Untuk mendorong investasi di daerah, pemerintah harus segera membenahi Peraturan Perundang-Undangan Pelaksanaan Otonomi Daerah (Otda). Sebab, aksi pemerasan yang diduga dilakukan oknum pejabat daerah terhadap investor makin merajalela.
"Pembenahan Otda harus segera dilakukan. Sekarang modus atau cara mereka melakukan pemerasan sudah mulai terungkap atau semakin jelas, misalnya dalam kasus Buol," kata anggota DPR dari Fraksi PKS Indra di Jakarta, kemarin.
Kasus pemerasan, lanjutnya, tak hanya di Buol, tapi juga terjadi di tempat lain di Indonesia. "Kalau ini tidak disikapi secara serius, saya rasa ada keengganan para investor untuk berinvestasi karena ada raja-raja kecil," katanya.
Menyitir hasil riset Bank Dunia, menurut Indra, salah satu hambatan dalam berinvestasi di daerah karena adanya praktik pungutan liar (pungli), selain masalah infrastruktur.
Indra berharap kalangan pengusaha tidak tinggal diam ketika ada pungutan liar atau pemerasan yang dibebankan kepadanya oleh pemerintah setempat.
"Kalau pengusaha merasa tidak layak diinjak-injak, dia harus melakukan perlawanan. Seharusnya negeri ini ramah terhadap pengusaha dan memberikan ruang. Bagaimana pun pengusaha mempunyai kontribusi untuk memberikan pekerjaan dan pajak," sebutnya.

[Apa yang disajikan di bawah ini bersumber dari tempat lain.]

//! Speech-to-text capability

use crate::speech::split_command_line;
use std::process::Command;
use thiserror::Error;
use tracing::{debug, info, warn};

/// Transcript a recognizer prints when it heard nothing usable
pub const NO_INPUT_SENTINEL: &str = "none";

/// Recognition produced no usable text
#[derive(Error, Debug, Clone, Copy, PartialEq, Eq)]
#[error("No input recognized")]
pub struct NoInputRecognized;

/// Capture one utterance and return it as text
pub trait SpeechToText: Send + Sync {
    fn recognize(&self) -> Result<String, NoInputRecognized>;
}

/// Map a raw recognizer transcript to a result
///
/// Only the `none` sentinel (any case) counts as failure. Blank output is
/// returned as an empty transcript and refused later as empty input.
pub fn interpret_transcript(raw: &str) -> Result<String, NoInputRecognized> {
    let text = raw.trim();
    if text.eq_ignore_ascii_case(NO_INPUT_SENTINEL) {
        return Err(NoInputRecognized);
    }
    Ok(text.to_string())
}

/// Recognizer that runs an external program and reads its stdout
#[derive(Clone, Debug)]
pub struct CommandRecognizer {
    program: String,
    args: Vec<String>,
}

impl CommandRecognizer {
    pub fn new(program: impl Into<String>, args: Vec<String>) -> Self {
        Self {
            program: program.into(),
            args,
        }
    }

    /// Parse a whitespace-separated command line, e.g. `listen --once`
    pub fn from_command_line(command_line: &str) -> Option<Self> {
        split_command_line(command_line).map(|(program, args)| Self::new(program, args))
    }

    pub fn program(&self) -> &str {
        &self.program
    }
}

impl SpeechToText for CommandRecognizer {
    fn recognize(&self) -> Result<String, NoInputRecognized> {
        info!("Listening via {}", self.program);

        let output = match Command::new(&self.program).args(&self.args).output() {
            Ok(output) => output,
            Err(e) => {
                warn!("Failed to run recognizer {}: {}", self.program, e);
                return Err(NoInputRecognized);
            }
        };

        if !output.status.success() {
            warn!("Recognizer {} exited with {}", self.program, output.status);
            return Err(NoInputRecognized);
        }

        let transcript = String::from_utf8_lossy(&output.stdout);
        debug!("Recognizer output: {:?}", transcript);
        interpret_transcript(&transcript)
    }
}

/// Recognizer used when no speech backend is configured
#[derive(Clone, Copy, Debug, Default)]
pub struct NoRecognizer;

impl SpeechToText for NoRecognizer {
    fn recognize(&self) -> Result<String, NoInputRecognized> {
        warn!("Speech input requested but no recognizer is configured");
        Err(NoInputRecognized)
    }
}
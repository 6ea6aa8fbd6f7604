//! Chat-completion transport
//!
//! `ChatTransport` is the seam between the gateway and the network. The
//! production implementation, `HttpTransport`, speaks the OpenAI-compatible
//! `/chat/completions` protocol through reqwest.

use crate::llm::config::GatewayConfig;
use async_trait::async_trait;
use reqwest::Client;
use serde::{Deserialize, Serialize};
use tracing::debug;

/// Errors raised while performing a single completion
#[derive(Debug, thiserror::Error)]
pub enum TransportError {
    /// Connection, timeout or non-2xx status
    #[error("{0}")]
    Http(#[from] reqwest::Error),

    /// Body was not the expected JSON
    #[error("invalid response body: {0}")]
    Decode(#[from] serde_json::Error),

    /// JSON decoded but `choices[0].message.content` was absent
    #[error("response has no choices[0].message.content")]
    MissingContent,

    /// Any other failure reported by a transport implementation
    #[error("{0}")]
    Unexpected(String),
}

/// A single chat message
#[derive(Clone, Debug, PartialEq, Eq, Serialize, Deserialize)]
pub struct ChatMessage {
    pub role: String,
    pub content: String,
}

impl ChatMessage {
    pub fn user(content: impl Into<String>) -> Self {
        Self {
            role: "user".to_string(),
            content: content.into(),
        }
    }
}

/// Request body for `/chat/completions`
#[derive(Clone, Debug, Serialize)]
pub struct ChatCompletionRequest {
    pub model: String,
    pub messages: Vec<ChatMessage>,
}

impl ChatCompletionRequest {
    /// A request whose only message is the given user prompt
    pub fn single(model: impl Into<String>, prompt: impl Into<String>) -> Self {
        Self {
            model: model.into(),
            messages: vec![ChatMessage::user(prompt)],
        }
    }
}

#[derive(Clone, Debug, Deserialize)]
pub struct ChatCompletionResponse {
    #[serde(default)]
    pub choices: Vec<ChatChoice>,
}

#[derive(Clone, Debug, Deserialize)]
pub struct ChatChoice {
    pub message: ChoiceMessage,
}

#[derive(Clone, Debug, Deserialize)]
pub struct ChoiceMessage {
    #[serde(default)]
    pub content: Option<String>,
}

impl ChatCompletionResponse {
    /// Content of the first choice
    pub fn into_first_content(self) -> Result<String, TransportError> {
        self.choices
            .into_iter()
            .next()
            .and_then(|choice| choice.message.content)
            .ok_or(TransportError::MissingContent)
    }
}

/// Performs one chat completion for a prompt
#[async_trait]
pub trait ChatTransport: Send + Sync {
    /// Send `prompt` as the sole user message and return the reply content
    async fn complete(&self, credential: &str, prompt: &str) -> Result<String, TransportError>;
}

/// reqwest-backed transport
pub struct HttpTransport {
    client: Client,
    config: GatewayConfig,
}

impl HttpTransport {
    /// Build a client with the configured per-request timeout
    pub fn new(config: &GatewayConfig) -> Result<Self, TransportError> {
        let client = Client::builder().timeout(config.timeout).build()?;

        Ok(Self {
            client,
            config: config.clone(),
        })
    }

    pub fn config(&self) -> &GatewayConfig {
        &self.config
    }
}

#[async_trait]
impl ChatTransport for HttpTransport {
    async fn complete(&self, credential: &str, prompt: &str) -> Result<String, TransportError> {
        let body = ChatCompletionRequest::single(&self.config.model_id, prompt);

        let mut request = self
            .client
            .post(&self.config.endpoint)
            .bearer_auth(credential)
            .json(&body);
        if let Some(organization) = &self.config.organization {
            request = request.header("OpenAI-Organization", organization.as_str());
        }

        let response = request.send().await?.error_for_status()?;
        let text = response.text().await?;
        debug!("Completion response: {} bytes", text.len());

        let parsed: ChatCompletionResponse = serde_json::from_str(&text)?;
        parsed.into_first_content()
    }
}
//! Text-to-speech capability

use crate::speech::split_command_line;
use std::process::Command;
use tracing::{debug, info, warn};

/// Vocalize a piece of text; blocks until speech finishes
pub trait TextToSpeech: Send + Sync {
    fn speak(&self, text: &str);
}

/// Speaker that runs an external program with the text as last argument
///
/// Works with `espeak`, `say`, `spd-say` and similar tools.
#[derive(Clone, Debug)]
pub struct CommandSpeaker {
    program: String,
    args: Vec<String>,
}

impl CommandSpeaker {
    pub fn new(program: impl Into<String>, args: Vec<String>) -> Self {
        Self {
            program: program.into(),
            args,
        }
    }

    pub fn from_command_line(command_line: &str) -> Option<Self> {
        split_command_line(command_line).map(|(program, args)| Self::new(program, args))
    }

    pub fn program(&self) -> &str {
        &self.program
    }
}

impl TextToSpeech for CommandSpeaker {
    fn speak(&self, text: &str) {
        if text.trim().is_empty() {
            return;
        }

        debug!("Speaking {} chars via {}", text.len(), self.program);
        match Command::new(&self.program).args(&self.args).arg(text).status() {
            Ok(status) if status.success() => {}
            Ok(status) => warn!("Speaker {} exited with {}", self.program, status),
            Err(e) => warn!("Failed to run speaker {}: {}", self.program, e),
        }
    }
}

/// Speaker used when no TTS backend is configured
#[derive(Clone, Copy, Debug, Default)]
pub struct SilentSpeaker;

impl TextToSpeech for SilentSpeaker {
    fn speak(&self, text: &str) {
        info!("(silent) {}", text);
    }
}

Ketua Dewan Perkawilan Dae-rah (DPD) Irman Gusman sependapat Otda mesti dibehani. Irman mengatakan, Otda jadi kata kunci percepatan perwujudan kemakmuran daerah yang terabaikan selama era sebelumnya. Namun, realitasnya, setelah 11 tahun berlalu (2001-2012), pencapaian tujuan Otda masih jauh dari harapan.
"Kami berharap, Otda bisa diperbaiki guna memberikan rasa aman kepada investor yang ingin invetasi di daerah. Dengan begitu, kemajuan dan kesejahteraan daerah bisa dirasakan langsung oleh masyarakat," kata Irman.
Anak buah pengusaha Hartati Murdaya yang menjadi tersangka kasus Buol, Provinsi Sulawesi Tengah, Gondo Sudjono, meminta kepada majelis hakim memutus dirinya bebas karena telah menjadi objek penderita, korban pemerasan dan permintaan uang dengan memaksa yang dilakukan secara terus-menerus oleh Bupati Buol Amran Batalipu.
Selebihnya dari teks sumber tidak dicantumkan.